Panela de pressão: antes e depois

Cozinhar ainda não é minha atividade favorita ou a minha primeira opção se tenho escolha, mas desde que ganhei intimidade com a panela de pressão passei a ver a situação de outra forma

 

por Isabel Teles

Arte: Camila Paim

 

Mais ou menos no terceiro mês daquilo que se convencionou chamar de quarentena, eu comecei a criar marcos para me situar no tempo. Assim, dividi o período de isolamento em uma série de “antes e depois”. Antes e depois da queda de alguns ministros, da retomada das aulas, do reencontro com a família, e por aí vai.

Pode parecer trivial, mas considero o mais marcante dos acontecimentos da pandemia o dia em que eu usei uma panela de pressão. Foi numa segunda-feira, 22 de junho de 2020, que eu cozinhei feijão sozinha pela primeira vez em 24 anos — sete deles morando sozinha. 

O antes e depois da panela de pressão mudou tudo.

Não me incomoda admitir que prefiro ficar longe do fogão. Antes, eu achava chique e moderno anunciar meu desgosto pela cozinha. Eu me sentia quebrando estereótipos de gênero e me livrando de uma série de opressões. Cozinhar ainda não é minha atividade favorita ou a minha primeira opção se tenho escolha, mas desde que ganhei intimidade com panela de pressão passei a ver a situação de outra forma. 

Muitas pessoas têm medo da panela de pressão. Eu não. Comigo, a situação era uma mistura de preguiça e falta de necessidade. Já havia acompanhado o preparo inúmeras vezes, sabia o que era preciso fazer, mas nunca tinha me arriscado sozinha porque não tinha um motivo que justificasse todo o trabalho. 

Eu sou do tipo que toma decisões importantes sem fazer muito alarde. Com a panela de pressão foi assim. 

Cresci comendo arroz e feijão todos os dias. Quando percebi que estava há semanas sem comer o que eu gosto — já que com a impossibilidade de visitas da minha mãe, as porções congeladas haviam acabado — e que era inviável, e ruim, continuar pedindo delivery, decidi que faria feijão. 

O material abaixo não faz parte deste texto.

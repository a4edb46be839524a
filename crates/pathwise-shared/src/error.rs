use thiserror::Error;

/// Failure to parse one of the shared domain enums from its wire form.
#[derive(Error, Debug, Clone, PartialEq, Eq)]
pub enum ParseError {
    #[error("Unknown strategy: {0}")]
    Strategy(String),

    #[error("Unknown visibility: {0}")]
    Visibility(String),

    #[error("Unknown activity type: {0}")]
    ActivityType(String),

    #[error("Unknown rarity: {0}")]
    Rarity(String),

    #[error("Invalid identifier: {0}")]
    Id(#[from] uuid::Error),
}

O processo é, na realidade, bastante simples. Apesar das histórias de explosão de panelas e de feijão espalhado por toda a cozinha, há pouco que possa dar errado. Com isso em mente, numa manhã, lavei a panela de pressão, que estava um tanto empoeirada no fundo do armário, fritei alho e cebola, juntei o feijão e a água e esperei. 

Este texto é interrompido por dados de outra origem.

//! Token-bucket throttling, keyed by client IP for the whole API and by user
//! for recommendation refreshes.

use std::collections::HashMap;
use std::hash::Hash;
use std::net::IpAddr;
use std::sync::Arc;
use std::time::Instant;

use axum::{
    extract::{ConnectInfo, State},
    http::Request,
    middleware::Next,
    response::Response,
};
use tokio::sync::Mutex;
use tracing::warn;

use pathwise_shared::UserId;

use crate::config::ServerConfig;
use crate::error::ServerError;

#[derive(Debug, Clone)]
struct TokenBucket {
    tokens: f64,
    last_refill: Instant,
}

impl TokenBucket {
    fn new(capacity: f64) -> Self {
        Self {
            tokens: capacity,
            last_refill: Instant::now(),
        }
    }

    fn try_consume(&mut self, rate: f64, capacity: f64) -> bool {
        let now = Instant::now();
        let elapsed = now.duration_since(self.last_refill).as_secs_f64();
        self.last_refill = now;

        self.tokens = (self.tokens + elapsed * rate).min(capacity);

        if self.tokens >= 1.0 {
            self.tokens -= 1.0;
            true
        } else {
            false
        }
    }
}

pub struct Throttle<K> {
    buckets: Arc<Mutex<HashMap<K, TokenBucket>>>,
    rate: f64,
    capacity: f64,
}

impl<K> Clone for Throttle<K> {
    fn clone(&self) -> Self {
        Self {
            buckets: Arc::clone(&self.buckets),
            rate: self.rate,
            capacity: self.capacity,
        }
    }
}

impl<K: Hash + Eq> Throttle<K> {
    pub fn new(rate: f64, capacity: f64) -> Self {
        Self {
            buckets: Arc::new(Mutex::new(HashMap::new())),
            rate,
            capacity,
        }
    }

    pub async fn check(&self, key: K) -> bool {
        let mut buckets = self.buckets.lock().await;
        let bucket = buckets
            .entry(key)
            .or_insert_with(|| TokenBucket::new(self.capacity));
        bucket.try_consume(self.rate, self.capacity)
    }

    pub async fn purge_stale(&self, max_idle_secs: f64) {
        let mut buckets = self.buckets.lock().await;
        let now = Instant::now();
        buckets.retain(|_, bucket| {
            now.duration_since(bucket.last_refill).as_secs_f64() < max_idle_secs
        });
    }
}

/// Both limiters the API uses.
#[derive(Clone)]
pub struct Throttles {
    pub per_ip: Throttle<IpAddr>,
    pub refresh: Throttle<UserId>,
}

impl Throttles {
    pub fn from_config(config: &ServerConfig) -> Self {
        Self {
            per_ip: Throttle::new(config.ip_rate, config.ip_burst),
            refresh: Throttle::new(config.user_refresh_rate, config.user_refresh_burst),
        }
    }

    pub async fn check_refresh(&self, user: UserId) -> Result<(), ServerError> {
        if self.refresh.check(user).await {
            Ok(())
        } else {
            warn!(user = %user, "Recommendation refresh throttled");
            Err(ServerError::TooManyRequests)
        }
    }

    pub async fn purge_stale(&self, max_idle_secs: f64) {
        self.per_ip.purge_stale(max_idle_secs).await;
        self.refresh.purge_stale(max_idle_secs).await;
    }
}

pub async fn ip_throttle_middleware(
    State(throttle): State<Throttle<IpAddr>>,
    req: Request<axum::body::Body>,
    next: Next,
) -> Result<Response, ServerError> {
    if let Some(ip) = extract_client_ip(&req) {
        if !throttle.check(ip).await {
            warn!(ip = %ip, "Rate limit exceeded");
            return Err(ServerError::TooManyRequests);
        }
    }

    Ok(next.run(req).await)
}

/// Try ConnectInfo first, then X-Forwarded-For, then X-Real-IP.
fn extract_client_ip<B>(req: &Request<B>) -> Option<IpAddr> {
    if let Some(connect_info) = req.extensions().get::<ConnectInfo<std::net::SocketAddr>>() {
        return Some(connect_info.0.ip());
    }

    let header = |name: &str| req.headers().get(name).and_then(|v| v.to_str().ok());

    if let Some(first) = header("x-forwarded-for").and_then(|v| v.split(',').next()) {
        if let Ok(ip) = first.trim().parse::<IpAddr>() {
            return Some(ip);
        }
    }

    header("x-real-ip").and_then(|v| v.trim().parse::<IpAddr>().ok())
}

#[cfg(test)]
mod tests {
    use super::*;

    #[tokio::test]
    async fn test_allows_burst_then_refuses() {
        let throttle = Throttle::new(10.0, 5.0);
        let ip: IpAddr = "127.0.0.1".parse().unwrap();

        for _ in 0..5 {
            assert!(throttle.check(ip).await);
        }

        assert!(!throttle.check(ip).await);
    }

    #[tokio::test]
    async fn test_keys_are_independent() {
        let throttle = Throttle::new(0.001, 1.0);
        let (alice, bob) = (UserId::new(), UserId::new());

        assert!(throttle.check(alice).await);
        assert!(!throttle.check(alice).await);
        assert!(throttle.check(bob).await);
    }

    #[tokio::test]
    async fn test_refresh_throttle_reports_429() {
        let config = ServerConfig {
            user_refresh_burst: 1.0,
            ..ServerConfig::default()
        };
        let throttles = Throttles::from_config(&config);
        let user = UserId::new();

        assert!(throttles.check_refresh(user).await.is_ok());
        assert!(matches!(
            throttles.check_refresh(user).await,
            Err(ServerError::TooManyRequests)
        ));
    }

    #[tokio::test]
    async fn test_purge_stale() {
        let throttle = Throttle::new(10.0, 5.0);
        let ip: IpAddr = "192.168.1.1".parse().unwrap();
        assert!(throttle.check(ip).await);

        throttle.purge_stale(0.0).await;

        let buckets = throttle.buckets.lock().await;
        assert!(buckets.is_empty());
    }

    #[test]
    fn test_forwarded_header_fallback() {
        let req = Request::builder()
            .header("x-forwarded-for", "203.0.113.7, 10.0.0.1")
            .body(())
            .unwrap();
        assert_eq!(extract_client_ip(&req), Some("203.0.113.7".parse().unwrap()));

        let req = Request::builder().header("x-real-ip", "198.51.100.2").body(()).unwrap();
        assert_eq!(extract_client_ip(&req), Some("198.51.100.2".parse().unwrap()));

        let req = Request::builder().body(()).unwrap();
        assert_eq!(extract_client_ip(&req), None);
    }
}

15 minutos até a panela pegar pressão e mais meia hora para a receita ficar pronta. 

Abrir a panela no final e conferir se tudo deu certo é a melhor parte. A sensação é realmente de conquista. Da primeira vez, o orgulho foi tanto que liguei para a minha mãe e postei fotos nas redes sociais. Mesmo sem fazer tanta festa, continuo empolgada com o resultado toda vez que abro a panela.

Aprendi alguns truques e ganhei habilidade ao longo das semanas. Hoje, posso dizer que faço um bom feijão. Mais do que isso, sou uma exímia operadora da panela de pressão. Não foi algo planejado para mudar a minha vida, mas de certa forma mudou. 

Antes, eu “me virava” na cozinha, com algumas limitações e sem pensar muito no assunto. Depois da panela de pressão, sinto que finalmente posso dizer que sei cozinhar. Há algo de mágico em transformar alimentos, uma mistura de sabedoria e cuidado que eu finalmente começo a conhecer. 

Ainda assim, cozinhar é mais uma atividade doméstica invisível e subvalorizada, apesar de absolutamente essencial. Talvez por isso, eu tenha tentado me afastar da função por anos. Mas a quarentena mudou tudo, e o reencontro foi inevitável.

Pode ser fruto de uma sensibilidade provocada pela pandemia ou qualquer outra coisa, mas dominar a panela de pressão passou a representar confiança, força e independência — questões sobre as quais jamais imaginei refletir enquanto fazia o almoço.

Ainda bem que naquela segunda-feira eu decidi comer feijão.